Karyopteris is unpretentious to soils, but, on sandy, high humidity or acidic soil, it will grow sluggish and shy away from flowering.

He can grow under the rays of the sun or in partial shade, but he really does not like a gust of wind, and therefore places are selected for him where the nosy wind has no access.

It can be planted in open ground in spring or autumn, so that the soil at the planting site is moist or well compacted, do not forget to add compost or other organic fertilizers. If the soil is not too scarce, then during the active period of growth, you can do without mineral fertilizing, because in the wild, karyopteris generally grows on stony soil. Watering the soil is carried out only during the dry season.

Image
Image

Given the branchiness of the plant, it is not worth saving on free spaces between seedlings, leaving 1, 5, or even 2 meters between them.

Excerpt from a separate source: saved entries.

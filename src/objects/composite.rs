//! Multi-shape objects: containers and compounds.

use std::f64::consts::PI;

use glam::DVec2;

use super::{Assembly, BodyParams, CompoundShape, ContainerShape, ShapeKind};
use crate::color::Rgba;
use crate::error::{Result, WorldError};
use crate::geometry::{
    centroid_for_poly, combine_polygons, find_outline, moment_for_segment, poly_validate,
    segments_to_polygons, validate_convex, validate_vertices,
};
use crate::physics::collider::{CollisionTag, ShapeSpec};

/// Outline of `polys`, or `None` with a warning when the tiling does not close.
fn cached_outline(name_hint: &str, polys: &[Vec<DVec2>]) -> Option<Vec<DVec2>> {
    match find_outline(polys) {
        Ok(outline) => Some(outline),
        Err(err) => {
            tracing::warn!("{} outline unavailable: {}", name_hint, err);
            None
        }
    }
}

/// A thick open polyline whose walls are extruded quads and whose interior
/// is a sensor.
pub(crate) fn container(
    points: &[DVec2],
    width: f64,
    params: BodyParams,
    inner_color: Rgba,
) -> Result<Assembly> {
    validate_vertices(points, 4, "container")?;
    if !(width.is_finite() && width > 0.0) {
        return Err(WorldError::InvalidGeometry(format!(
            "container width must be positive, got {width}"
        )));
    }
    let r = width / 2.0;
    let loc = centroid_for_poly(points);
    let local: Vec<DVec2> = if params.density == 0.0 {
        points.to_vec()
    } else {
        points.iter().map(|&p| p - loc).collect()
    };

    let mut area = PI * r * r;
    let mut moment = 0.0;
    for w in local.windows(2) {
        let wall = 2.0 * r * w[0].distance(w[1]);
        area += wall;
        moment += moment_for_segment(wall * params.density, w[0], w[1]);
    }
    let mass = params.density * area;

    let polys: Vec<Vec<DVec2>> = segments_to_polygons(&local, r)?
        .into_iter()
        .map(|q| q.to_vec())
        .collect();

    let mut interior = local.clone();
    if !poly_validate(&interior) {
        interior.reverse();
    }

    let outline = cached_outline("container", &polys);
    Ok(Assembly {
        kind: ShapeKind::Container(ContainerShape {
            points: local,
            radius: r,
            polys: polys.clone(),
            outline,
            inner_color,
            outer_color: params.color,
        }),
        params,
        tag: CollisionTag::Solid,
        area,
        mass,
        moment: if mass == 0.0 { 0.0 } else { moment },
        origin: loc,
        solids: polys.into_iter().map(ShapeSpec::Hull).collect(),
        sensor: Some(ShapeSpec::Hull(interior)),
    })
}

/// Several convex polygons on one body, or independent static shapes when
/// the density is zero.
pub(crate) fn compound(
    polys: &[Vec<DVec2>],
    params: BodyParams,
    tag: CollisionTag,
) -> Result<Assembly> {
    if polys.is_empty() {
        return Err(WorldError::InvalidGeometry(
            "compound needs at least one polygon".into(),
        ));
    }
    for p in polys {
        validate_convex(p, "compound part")?;
    }

    let combined = combine_polygons(polys, params.density);
    let (local, moment) = if combined.mass == 0.0 {
        (polys.to_vec(), 0.0)
    } else {
        (combined.local_polys.clone(), combined.moment)
    };

    let outline = cached_outline("compound", &local);
    Ok(Assembly {
        kind: ShapeKind::Compound(CompoundShape {
            polys: local.clone(),
            outline,
        }),
        params,
        tag,
        area: combined.area,
        mass: combined.mass,
        moment,
        origin: combined.centroid,
        solids: local.into_iter().map(ShapeSpec::ConvexPolygon).collect(),
        sensor: None,
    })
}

#[cfg(test)]
mod tests {
    use super::*;
    use crate::geometry::{area_for_poly, box_vertices, PolyMass};
    use crate::physics::collider::Material;

    fn params(density: f64) -> BodyParams {
        BodyParams {
            color: Rgba::BLACK,
            density,
            material: Material {
                elasticity: 0.5,
                friction: 0.5,
            },
            velocity: None,
        }
    }

    fn cup() -> Vec<DVec2> {
        vec![
            DVec2::new(0.0, 10.0),
            DVec2::new(0.0, 0.0),
            DVec2::new(10.0, 0.0),
            DVec2::new(10.0, 10.0),
        ]
    }

    #[test]
    fn test_container_geometry() {
        let a = container(&cup(), 2.0, params(1.0), Rgba::GREEN).unwrap();
        let ShapeKind::Container(c) = &a.kind else {
            panic!("expected container");
        };
        assert_eq!(c.polys.len(), 3);
        assert_eq!(c.outline.as_ref().map(Vec::len), Some(8));
        assert!((a.area - (PI + 2.0 * 30.0)).abs() < 1e-9, "area = {}", a.area);
        assert!((a.mass - a.area).abs() < 1e-12);
        assert!(a.moment > 0.0);
        assert!(a.sensor.is_some());
        // recentered on the polygon centroid of the path
        assert!((a.origin - centroid_for_poly(&cup())).length() < 1e-12);
        assert!((c.points[1] - (cup()[1] - a.origin)).length() < 1e-12);
    }

    #[test]
    fn test_static_container_stays_in_place() {
        let a = container(&cup(), 2.0, params(0.0), Rgba::GREEN).unwrap();
        assert_eq!(a.mass, 0.0);
        assert_eq!(a.moment, 0.0);
        let ShapeKind::Container(c) = &a.kind else {
            panic!("expected container");
        };
        assert_eq!(c.points, cup());
    }

    #[test]
    fn test_compound_mass_is_additive() {
        let parts = vec![
            box_vertices([0.0, 0.0, 1.0, 1.0]),
            box_vertices([1.0, 0.0, 2.0, 1.0]),
            box_vertices([0.0, 1.0, 1.0, 2.0]),
        ];
        let rho = 1.5;
        let a = compound(&parts, params(rho), CollisionTag::Solid).unwrap();
        let total: f64 = parts.iter().map(|p| area_for_poly(p)).sum();
        assert!((a.mass - rho * total).abs() < 1e-9);

        let expected: f64 = parts
            .iter()
            .map(|p| {
                let m = PolyMass::new(p);
                let d = m.centroid - a.origin;
                m.centroidal_moment(rho) + rho * m.area * d.length_squared()
            })
            .sum();
        assert!((a.moment - expected).abs() < 1e-9);

        let ShapeKind::Compound(c) = &a.kind else {
            panic!("expected compound");
        };
        assert_eq!(c.outline.as_ref().map(Vec::len), Some(8), "L tiling has eight boundary edges");
    }

    #[test]
    fn test_static_compound() {
        let parts = vec![box_vertices([0.0, 0.0, 1.0, 1.0])];
        let a = compound(&parts, params(0.0), CollisionTag::Placed).unwrap();
        assert_eq!(a.mass, 0.0);
        assert_eq!(a.tag, CollisionTag::Placed);
        let ShapeKind::Compound(c) = &a.kind else {
            panic!("expected compound");
        };
        assert_eq!(c.polys, parts);
    }

    #[test]
    fn test_disjoint_compound_has_no_outline() {
        let parts = vec![
            box_vertices([0.0, 0.0, 1.0, 1.0]),
            box_vertices([3.0, 0.0, 4.0, 1.0]),
        ];
        let a = compound(&parts, params(1.0), CollisionTag::Solid).unwrap();
        let ShapeKind::Compound(c) = &a.kind else {
            panic!("expected compound");
        };
        assert!(c.outline.is_none());
    }

    #[test]
    fn test_concave_compound_part_rejected() {
        let parts = vec![
            box_vertices([0.0, 0.0, 1.0, 1.0]),
            vec![
                DVec2::new(1.0, 0.0),
                DVec2::new(2.0, 0.5),
                DVec2::new(3.0, 0.0),
                DVec2::new(2.0, 2.0),
            ],
        ];
        assert!(matches!(
            compound(&parts, params(1.0), CollisionTag::Solid),
            Err(WorldError::InvalidGeometry(_))
        ));
    }
}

Although the plant shows enviable resilience, winter frosts, enemy number 1, can overdo it and destroy the branches. In this case, the plant survives at the expense of many shoots, which in the spring fearlessly crawl out into the light, surrounding the base of the bush. For safety net, it will be safer to cover the bush for the winter with leaves, straw, spruce branches.

Reproduction

The shrub is propagated by semi-lignified cuttings in August, rooting them in a container with a mixture of sand and peat, taken in equal quantities. When the roots appear, the cuttings are moved to the soil, in which half the land and a quarter of sand and peat. Fortified seedlings in the same fall, or next spring, are planted in open ground.